───── Given data ─────

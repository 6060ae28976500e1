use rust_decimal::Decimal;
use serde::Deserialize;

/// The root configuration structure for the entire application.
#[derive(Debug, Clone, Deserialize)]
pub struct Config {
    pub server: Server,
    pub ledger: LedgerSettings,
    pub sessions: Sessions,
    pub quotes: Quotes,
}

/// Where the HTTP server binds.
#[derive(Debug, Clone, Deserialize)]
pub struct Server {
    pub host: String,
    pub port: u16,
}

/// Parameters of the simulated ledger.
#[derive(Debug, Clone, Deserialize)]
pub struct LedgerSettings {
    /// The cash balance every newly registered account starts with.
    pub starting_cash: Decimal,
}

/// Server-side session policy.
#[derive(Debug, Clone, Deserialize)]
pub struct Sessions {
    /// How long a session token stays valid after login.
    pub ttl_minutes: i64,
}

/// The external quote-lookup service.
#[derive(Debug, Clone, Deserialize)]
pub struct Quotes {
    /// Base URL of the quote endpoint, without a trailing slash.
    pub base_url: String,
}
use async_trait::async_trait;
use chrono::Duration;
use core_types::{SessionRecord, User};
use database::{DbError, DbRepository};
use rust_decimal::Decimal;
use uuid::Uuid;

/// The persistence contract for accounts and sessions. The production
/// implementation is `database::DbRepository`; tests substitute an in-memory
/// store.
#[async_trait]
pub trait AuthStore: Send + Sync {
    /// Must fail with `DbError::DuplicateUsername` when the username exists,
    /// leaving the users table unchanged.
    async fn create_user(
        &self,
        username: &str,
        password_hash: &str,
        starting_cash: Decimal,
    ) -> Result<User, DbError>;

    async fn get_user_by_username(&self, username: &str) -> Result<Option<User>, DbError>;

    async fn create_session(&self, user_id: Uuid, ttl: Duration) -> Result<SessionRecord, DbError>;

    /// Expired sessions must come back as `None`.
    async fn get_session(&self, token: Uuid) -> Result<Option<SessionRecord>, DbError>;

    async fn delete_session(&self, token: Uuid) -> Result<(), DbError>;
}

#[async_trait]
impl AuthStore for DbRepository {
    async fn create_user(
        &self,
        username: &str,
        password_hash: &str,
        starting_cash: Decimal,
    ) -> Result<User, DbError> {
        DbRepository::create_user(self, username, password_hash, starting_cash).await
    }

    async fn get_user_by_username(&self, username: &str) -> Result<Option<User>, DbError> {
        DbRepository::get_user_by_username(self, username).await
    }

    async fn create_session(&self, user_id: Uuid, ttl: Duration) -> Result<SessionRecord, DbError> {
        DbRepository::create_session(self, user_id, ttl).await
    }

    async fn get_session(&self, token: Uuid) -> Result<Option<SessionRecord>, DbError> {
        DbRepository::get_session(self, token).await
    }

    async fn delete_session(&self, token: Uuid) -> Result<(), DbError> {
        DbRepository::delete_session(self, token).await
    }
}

─────
───── Given data ─────

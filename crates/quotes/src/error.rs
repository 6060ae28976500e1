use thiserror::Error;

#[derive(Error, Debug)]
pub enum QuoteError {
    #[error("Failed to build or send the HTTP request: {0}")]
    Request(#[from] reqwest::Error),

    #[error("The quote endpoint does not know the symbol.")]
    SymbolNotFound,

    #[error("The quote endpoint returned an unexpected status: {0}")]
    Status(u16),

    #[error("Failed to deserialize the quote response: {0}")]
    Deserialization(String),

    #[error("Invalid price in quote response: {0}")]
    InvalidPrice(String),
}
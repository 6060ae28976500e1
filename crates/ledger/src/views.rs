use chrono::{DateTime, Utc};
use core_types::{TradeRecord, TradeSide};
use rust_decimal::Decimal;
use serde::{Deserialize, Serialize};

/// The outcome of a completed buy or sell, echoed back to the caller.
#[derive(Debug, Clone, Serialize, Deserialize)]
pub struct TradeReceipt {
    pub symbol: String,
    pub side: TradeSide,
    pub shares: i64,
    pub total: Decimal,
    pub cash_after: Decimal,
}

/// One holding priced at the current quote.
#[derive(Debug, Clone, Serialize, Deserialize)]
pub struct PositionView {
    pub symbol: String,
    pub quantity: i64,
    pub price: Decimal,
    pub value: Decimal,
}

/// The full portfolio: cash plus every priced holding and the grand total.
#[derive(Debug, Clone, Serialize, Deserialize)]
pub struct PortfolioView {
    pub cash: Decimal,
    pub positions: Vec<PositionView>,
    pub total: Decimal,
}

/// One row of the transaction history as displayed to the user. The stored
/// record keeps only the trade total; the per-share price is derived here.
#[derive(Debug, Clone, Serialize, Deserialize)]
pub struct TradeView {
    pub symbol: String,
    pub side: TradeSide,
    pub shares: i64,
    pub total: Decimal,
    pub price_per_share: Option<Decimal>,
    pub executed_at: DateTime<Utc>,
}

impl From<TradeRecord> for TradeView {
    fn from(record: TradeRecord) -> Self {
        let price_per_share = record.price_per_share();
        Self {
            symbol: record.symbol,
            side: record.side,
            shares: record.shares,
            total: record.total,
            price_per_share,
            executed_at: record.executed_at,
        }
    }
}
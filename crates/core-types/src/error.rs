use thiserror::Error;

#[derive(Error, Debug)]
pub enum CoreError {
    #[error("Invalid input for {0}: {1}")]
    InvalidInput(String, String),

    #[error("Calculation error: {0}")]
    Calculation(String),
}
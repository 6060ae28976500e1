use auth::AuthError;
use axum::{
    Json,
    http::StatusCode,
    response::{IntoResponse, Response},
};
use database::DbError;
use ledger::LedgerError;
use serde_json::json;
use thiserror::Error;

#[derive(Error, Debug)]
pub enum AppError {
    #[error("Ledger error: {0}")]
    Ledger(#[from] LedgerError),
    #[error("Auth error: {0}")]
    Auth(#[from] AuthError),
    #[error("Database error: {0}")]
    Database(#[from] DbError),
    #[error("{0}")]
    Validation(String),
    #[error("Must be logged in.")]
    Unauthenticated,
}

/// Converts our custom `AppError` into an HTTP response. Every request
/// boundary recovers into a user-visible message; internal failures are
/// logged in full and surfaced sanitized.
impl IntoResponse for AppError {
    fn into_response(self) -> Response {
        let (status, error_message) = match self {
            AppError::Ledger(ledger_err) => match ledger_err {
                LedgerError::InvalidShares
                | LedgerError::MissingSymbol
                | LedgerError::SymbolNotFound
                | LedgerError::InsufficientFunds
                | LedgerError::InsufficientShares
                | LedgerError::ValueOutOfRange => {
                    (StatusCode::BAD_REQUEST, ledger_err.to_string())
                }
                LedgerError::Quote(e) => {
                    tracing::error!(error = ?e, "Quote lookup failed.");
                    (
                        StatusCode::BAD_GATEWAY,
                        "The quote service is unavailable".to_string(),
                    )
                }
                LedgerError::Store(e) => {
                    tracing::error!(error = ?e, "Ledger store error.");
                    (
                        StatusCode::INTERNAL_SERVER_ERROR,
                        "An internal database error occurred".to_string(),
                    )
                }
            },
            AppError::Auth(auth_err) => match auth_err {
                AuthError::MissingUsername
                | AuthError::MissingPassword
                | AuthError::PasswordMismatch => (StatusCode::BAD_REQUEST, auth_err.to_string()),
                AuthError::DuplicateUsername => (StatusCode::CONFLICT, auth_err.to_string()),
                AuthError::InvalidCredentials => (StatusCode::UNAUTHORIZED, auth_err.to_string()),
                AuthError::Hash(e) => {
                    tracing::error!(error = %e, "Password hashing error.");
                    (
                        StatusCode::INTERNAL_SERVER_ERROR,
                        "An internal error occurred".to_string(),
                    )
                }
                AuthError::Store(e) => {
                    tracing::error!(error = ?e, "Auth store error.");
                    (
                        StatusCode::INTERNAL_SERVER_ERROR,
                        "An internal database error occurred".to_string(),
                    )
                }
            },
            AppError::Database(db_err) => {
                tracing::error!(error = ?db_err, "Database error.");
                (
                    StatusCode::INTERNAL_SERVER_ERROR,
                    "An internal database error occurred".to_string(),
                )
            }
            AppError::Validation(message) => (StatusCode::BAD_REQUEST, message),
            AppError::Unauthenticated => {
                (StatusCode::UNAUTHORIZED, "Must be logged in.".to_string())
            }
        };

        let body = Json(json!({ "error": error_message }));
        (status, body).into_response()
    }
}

─────
───── Given data ─────

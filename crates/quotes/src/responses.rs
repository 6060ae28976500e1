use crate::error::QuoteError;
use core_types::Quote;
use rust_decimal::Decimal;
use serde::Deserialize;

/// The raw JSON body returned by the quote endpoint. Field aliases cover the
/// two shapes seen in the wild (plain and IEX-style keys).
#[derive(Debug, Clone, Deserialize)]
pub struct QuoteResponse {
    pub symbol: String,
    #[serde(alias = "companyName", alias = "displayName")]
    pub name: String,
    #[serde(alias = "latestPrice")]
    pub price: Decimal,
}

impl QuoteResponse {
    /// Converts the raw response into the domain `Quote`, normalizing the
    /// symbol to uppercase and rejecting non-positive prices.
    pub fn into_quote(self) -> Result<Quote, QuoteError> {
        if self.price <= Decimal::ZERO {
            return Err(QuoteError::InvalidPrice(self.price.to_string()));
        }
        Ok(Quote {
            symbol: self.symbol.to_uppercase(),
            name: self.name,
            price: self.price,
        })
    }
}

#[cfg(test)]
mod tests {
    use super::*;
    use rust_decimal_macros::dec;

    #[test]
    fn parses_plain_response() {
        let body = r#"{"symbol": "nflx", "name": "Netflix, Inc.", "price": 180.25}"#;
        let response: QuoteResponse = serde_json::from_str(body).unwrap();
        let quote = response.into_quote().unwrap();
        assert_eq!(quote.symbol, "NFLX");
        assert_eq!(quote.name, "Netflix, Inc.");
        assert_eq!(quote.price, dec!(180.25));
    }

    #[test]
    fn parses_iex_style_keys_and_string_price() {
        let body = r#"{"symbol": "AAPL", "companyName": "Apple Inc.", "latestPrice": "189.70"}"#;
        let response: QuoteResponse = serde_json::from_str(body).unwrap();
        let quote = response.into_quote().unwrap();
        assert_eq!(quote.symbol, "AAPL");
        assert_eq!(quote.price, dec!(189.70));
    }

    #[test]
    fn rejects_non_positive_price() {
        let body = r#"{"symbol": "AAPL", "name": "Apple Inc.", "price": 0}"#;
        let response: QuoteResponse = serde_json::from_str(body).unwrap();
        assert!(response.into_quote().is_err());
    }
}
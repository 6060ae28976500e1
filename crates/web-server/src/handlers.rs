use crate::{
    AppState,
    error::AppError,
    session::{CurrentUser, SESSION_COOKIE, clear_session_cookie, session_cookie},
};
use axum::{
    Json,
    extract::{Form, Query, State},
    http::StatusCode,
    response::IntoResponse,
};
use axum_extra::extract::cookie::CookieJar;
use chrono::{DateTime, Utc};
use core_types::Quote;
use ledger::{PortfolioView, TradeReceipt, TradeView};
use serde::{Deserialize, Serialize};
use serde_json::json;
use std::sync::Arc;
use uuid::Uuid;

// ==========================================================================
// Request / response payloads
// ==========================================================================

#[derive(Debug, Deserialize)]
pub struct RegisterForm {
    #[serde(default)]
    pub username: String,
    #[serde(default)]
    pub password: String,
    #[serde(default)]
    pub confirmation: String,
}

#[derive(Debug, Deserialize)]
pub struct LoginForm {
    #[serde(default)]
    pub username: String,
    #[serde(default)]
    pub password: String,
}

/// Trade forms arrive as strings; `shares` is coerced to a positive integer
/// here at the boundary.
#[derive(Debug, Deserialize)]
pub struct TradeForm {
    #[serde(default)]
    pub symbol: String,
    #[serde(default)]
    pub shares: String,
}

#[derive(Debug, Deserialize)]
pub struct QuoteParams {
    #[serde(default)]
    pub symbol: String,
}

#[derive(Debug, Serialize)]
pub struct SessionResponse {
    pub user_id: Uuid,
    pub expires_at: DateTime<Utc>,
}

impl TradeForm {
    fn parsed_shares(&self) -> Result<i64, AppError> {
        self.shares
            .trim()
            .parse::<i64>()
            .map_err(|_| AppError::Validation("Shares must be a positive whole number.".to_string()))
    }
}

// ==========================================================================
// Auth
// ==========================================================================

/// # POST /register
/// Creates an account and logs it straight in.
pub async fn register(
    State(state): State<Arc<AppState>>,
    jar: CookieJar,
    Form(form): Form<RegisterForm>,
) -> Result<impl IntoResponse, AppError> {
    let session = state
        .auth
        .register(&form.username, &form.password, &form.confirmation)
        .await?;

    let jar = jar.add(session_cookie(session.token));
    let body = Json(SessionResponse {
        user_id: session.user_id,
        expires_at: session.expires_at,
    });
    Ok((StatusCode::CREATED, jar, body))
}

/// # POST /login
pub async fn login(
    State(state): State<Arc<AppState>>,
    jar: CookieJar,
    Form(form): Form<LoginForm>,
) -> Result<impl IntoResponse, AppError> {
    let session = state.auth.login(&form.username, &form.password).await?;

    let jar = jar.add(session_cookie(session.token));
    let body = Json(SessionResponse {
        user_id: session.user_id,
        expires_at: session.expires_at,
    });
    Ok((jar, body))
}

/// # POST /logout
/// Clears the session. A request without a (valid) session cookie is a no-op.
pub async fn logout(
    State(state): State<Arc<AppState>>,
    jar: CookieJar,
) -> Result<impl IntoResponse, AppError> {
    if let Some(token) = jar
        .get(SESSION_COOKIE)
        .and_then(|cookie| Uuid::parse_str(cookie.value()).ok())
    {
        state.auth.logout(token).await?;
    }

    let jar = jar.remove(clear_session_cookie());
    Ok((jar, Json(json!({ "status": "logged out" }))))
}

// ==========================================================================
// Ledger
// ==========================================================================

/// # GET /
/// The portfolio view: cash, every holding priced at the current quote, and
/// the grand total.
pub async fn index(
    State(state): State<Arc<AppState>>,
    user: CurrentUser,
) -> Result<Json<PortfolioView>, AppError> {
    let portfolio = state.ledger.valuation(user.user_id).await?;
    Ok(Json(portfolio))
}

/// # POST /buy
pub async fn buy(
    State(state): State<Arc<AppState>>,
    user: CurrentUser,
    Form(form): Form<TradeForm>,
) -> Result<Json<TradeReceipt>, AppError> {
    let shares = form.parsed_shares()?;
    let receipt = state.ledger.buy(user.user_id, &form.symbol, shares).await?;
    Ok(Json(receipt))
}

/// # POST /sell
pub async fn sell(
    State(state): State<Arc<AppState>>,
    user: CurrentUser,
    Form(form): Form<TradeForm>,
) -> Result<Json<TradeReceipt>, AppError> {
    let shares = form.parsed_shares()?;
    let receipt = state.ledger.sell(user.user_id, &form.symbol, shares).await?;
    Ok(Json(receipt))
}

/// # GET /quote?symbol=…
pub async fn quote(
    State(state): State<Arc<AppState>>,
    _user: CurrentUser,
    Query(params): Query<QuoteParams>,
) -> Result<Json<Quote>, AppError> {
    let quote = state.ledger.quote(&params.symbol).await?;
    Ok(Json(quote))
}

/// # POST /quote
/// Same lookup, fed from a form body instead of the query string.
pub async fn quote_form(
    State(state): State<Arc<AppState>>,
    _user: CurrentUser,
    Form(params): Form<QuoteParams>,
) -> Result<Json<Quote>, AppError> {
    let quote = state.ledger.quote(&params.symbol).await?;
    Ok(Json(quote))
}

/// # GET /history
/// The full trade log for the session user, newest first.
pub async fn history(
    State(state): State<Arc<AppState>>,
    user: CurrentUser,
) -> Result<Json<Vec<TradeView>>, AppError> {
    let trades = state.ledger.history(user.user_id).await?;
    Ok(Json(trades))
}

─────

## Exercise brief
Report, for the data above, every line in which the string "TradeRecord" appears.

## Answer box
use core_types::{TradeRecord, TradeSide};
impl From<TradeRecord> for TradeView {
    fn from(record: TradeRecord) -> Self {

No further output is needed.